Work task →
Using the entries below, write out the line with "if let Some(pokemon)", the line with "let pokemon = state", and every line in between, exactly as each is written.

Provided entries →
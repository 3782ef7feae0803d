//! API Module
//!
//! HTTP handlers, middleware and routing for the gateway.
//!
//! # Endpoints
//! - `GET /health` - Health check endpoint
//! - `GET /hello` - Greeting endpoint
//! - `GET /pokemon/:name` - Cached upstream lookup
//! - `GET /metrics` - Prometheus metrics

pub mod handlers;
pub mod middleware;
pub mod routes;

pub use handlers::*;
pub use routes::create_router;
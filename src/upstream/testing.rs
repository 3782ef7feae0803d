//! Test doubles for the transport and metrics seams.

use std::collections::VecDeque;
use std::sync::atomic::{AtomicUsize, Ordering};
use std::sync::Mutex;

use async_trait::async_trait;

use crate::metrics::MetricsSink;
use crate::models::Pokemon;
use crate::upstream::{RawResponse, Transport, TransportError};

type Reply = Result<RawResponse, TransportError>;

pub fn pikachu() -> Pokemon {
    Pokemon {
        name: "pikachu".to_string(),
        height: 4,
        weight: 60,
        base_experience: 112,
    }
}

/// Replays queued replies in order, then repeats the fallback forever.
pub struct ScriptedTransport {
    replies: Mutex<VecDeque<Reply>>,
    fallback: Option<Reply>,
    calls: AtomicUsize,
}

impl ScriptedTransport {
    pub fn new(replies: impl IntoIterator<Item = Reply>) -> Self {
        Self {
            replies: Mutex::new(replies.into_iter().collect()),
            fallback: None,
            calls: AtomicUsize::new(0),
        }
    }

    pub fn repeating(reply: Reply) -> Self {
        Self {
            fallback: Some(reply),
            ..Self::new([])
        }
    }

    pub fn calls(&self) -> usize {
        self.calls.load(Ordering::SeqCst)
    }
}

#[async_trait]
impl Transport for ScriptedTransport {
    async fn request(&self, _key: &str) -> Result<RawResponse, TransportError> {
        self.calls.fetch_add(1, Ordering::SeqCst);
        let next = self.replies.lock().unwrap().pop_front();
        next.or_else(|| self.fallback.clone())
            .expect("scripted transport ran out of replies")
    }
}

/// Never answers.
pub struct HangingTransport;

#[async_trait]
impl Transport for HangingTransport {
    async fn request(&self, _key: &str) -> Result<RawResponse, TransportError> {
        std::future::pending().await
    }
}

/// Keeps every recorded call for assertions.
#[derive(Default)]
pub struct RecordingSink {
    requests: Mutex<Vec<(String, String)>>,
    observations: AtomicUsize,
}

impl RecordingSink {
    pub fn requests(&self) -> Vec<(String, String)> {
        self.requests.lock().unwrap().clone()
    }

    pub fn count(&self, status: &str) -> usize {
        self.requests().iter().filter(|(_, s)| s == status).count()
    }

    pub fn observations(&self) -> usize {
        self.observations.load(Ordering::SeqCst)
    }
}

impl MetricsSink for RecordingSink {
    fn record_request(&self, target: &str, status: &str) {
        self.requests
            .lock()
            .unwrap()
            .push((target.to_string(), status.to_string()));
    }

    fn observe_duration(&self, _target: &str, _seconds: f64) {
        self.observations.fetch_add(1, Ordering::SeqCst);
    }
}
//! Cache Entry Module
//!
//! Defines a single cached value together with its expiry instant.

use std::time::Duration;

use tokio::time::Instant;

// == Cache Entry ==
/// A cached value and the instant after which it is stale.
#[derive(Debug, Clone)]
pub struct CacheEntry<V> {
    /// The stored value
    pub value: V,
    /// Expiration instant, None when `now + ttl` overflows the clock
    pub expires_at: Option<Instant>,
}

impl<V> CacheEntry<V> {
    // == Constructor ==
    /// Creates an entry that expires `ttl` from now.
    pub fn new(value: V, ttl: Duration) -> Self {
        Self {
            value,
            expires_at: Instant::now().checked_add(ttl),
        }
    }

    // == Is Expired ==
    /// Checks if the entry has expired.
    ///
    /// Boundary condition: the entry is expired once the current time is greater
    /// than or equal to the expiration instant, so a zero TTL expires immediately.
    pub fn is_expired(&self) -> bool {
        self.is_expired_at(Instant::now())
    }

    /// Same as [`CacheEntry::is_expired`] against an explicit clock reading.
    pub fn is_expired_at(&self, now: Instant) -> bool {
        match self.expires_at {
            Some(expires) => now >= expires,
            None => false,
        }
    }

    // == Time To Live ==
    /// Remaining lifetime, `Duration::ZERO` once expired.
    pub fn ttl_remaining(&self) -> Option<Duration> {
        self.expires_at
            .map(|expires| expires.saturating_duration_since(Instant::now()))
    }
}
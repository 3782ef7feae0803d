//! API Handlers
//!
//! HTTP request handlers for each gateway endpoint.

use std::sync::Arc;
use std::time::Duration;

use axum::{
    extract::{Path, Query, State},
    http::{header, StatusCode},
    response::{IntoResponse, Response},
    Extension, Json,
};
use tower_http::request_id::RequestId;
use tracing::{debug, error};

use crate::cache::CacheStore;
use crate::config::Config;
use crate::error::{ApiError, GatewayError, StartupError};
use crate::metrics::Metrics;
use crate::models::{HelloQuery, HelloResponse, Pokemon};
use crate::upstream::{FetchContext, Fetcher, HttpTransport};

/// Application state shared across all handlers.
///
/// The cache and metrics registry are the only state shared between requests.
#[derive(Clone)]
pub struct AppState {
    pub cache: Arc<CacheStore<Pokemon>>,
    pub fetcher: Arc<Fetcher>,
    pub metrics: Arc<Metrics>,
    /// Deadline for one lookup including retries, `None` for no deadline
    pub lookup_timeout: Option<Duration>,
}

impl AppState {
    /// Creates a new AppState from its parts.
    pub fn new(
        cache: CacheStore<Pokemon>,
        fetcher: Fetcher,
        metrics: Arc<Metrics>,
        lookup_timeout: Option<Duration>,
    ) -> Self {
        Self {
            cache: Arc::new(cache),
            fetcher: Arc::new(fetcher),
            metrics,
            lookup_timeout,
        }
    }

    /// Creates a new AppState from configuration.
    ///
    /// Wires an HTTP transport to the configured upstream and a fresh metrics registry.
    pub fn from_config(config: &Config) -> Result<Self, StartupError> {
        let metrics = Arc::new(Metrics::new()?);
        let transport = HttpTransport::new(&config.upstream_base_url, config.http_timeout())?;
        let fetcher = Fetcher::new(Arc::new(transport), metrics.clone(), config.retry_policy());
        let cache = CacheStore::new(config.cache_ttl());

        Ok(Self::new(cache, fetcher, metrics, config.lookup_timeout()))
    }
}

/// Correlation ID assigned by the request-id layer, or "unknown" outside it.
pub fn request_id_of(request_id: Option<&RequestId>) -> String {
    request_id
        .and_then(|id| id.header_value().to_str().ok())
        .unwrap_or("unknown")
        .to_string()
}

/// Handler for GET /pokemon/:name
///
/// Serves live cache hits directly; misses go through the retrying fetcher
/// and successful results are cached.
pub async fn pokemon_handler(
    State(state): State<AppState>,
    Path(name): Path<String>,
    request_id: Option<Extension<RequestId>>,
) -> Result<Json<Pokemon>, ApiError> {
    let rid = || request_id_of(request_id.as_ref().map(|Extension(id)| id));

    let name = name.trim();
    if name.is_empty() {
        return Err(ApiError::new(
            GatewayError::BadRequest("name is required".to_string()),
            rid(),
        ));
    }

    if let Some(pokemon) = state.cache.get(name) {
        debug!("Cache hit for {:?}", name);
        return Ok(Json(pokemon));
    }

    let ctx = match state.lookup_timeout {
        Some(timeout) => FetchContext::with_timeout(timeout),
        None => FetchContext::new(),
    };
    let pokemon = state
        .fetcher
        .fetch(&ctx, name)
        .await
        .map_err(|err| ApiError::new(err, rid()))?;

    state.cache.set(name, pokemon.clone());
    Ok(Json(pokemon))
}

/// Handler for GET /hello
pub async fn hello_handler(Query(query): Query<HelloQuery>) -> Json<HelloResponse> {
    Json(HelloResponse::new(query.name_or_default()))
}

/// Handler for GET /health
pub async fn health_handler() -> &'static str {
    "ok"
}

/// Handler for GET /metrics
///
/// Renders the registry in the Prometheus text exposition format.
pub async fn metrics_handler(State(state): State<AppState>) -> Response {
    match state.metrics.render() {
        Ok(body) => ([(header::CONTENT_TYPE, prometheus::TEXT_FORMAT)], body).into_response(),
        Err(err) => {
            error!("Failed to encode metrics: {}", err);
            StatusCode::INTERNAL_SERVER_ERROR.into_response()
        }
    }
}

Finished task →
    if let Some(pokemon) = state.cache.get(name) {
        debug!("Cache hit for {:?}", name);
        return Ok(Json(pokemon));
    }

    let ctx = match state.lookup_timeout {
        Some(timeout) => FetchContext::with_timeout(timeout),
        None => FetchContext::new(),
    };
    let pokemon = state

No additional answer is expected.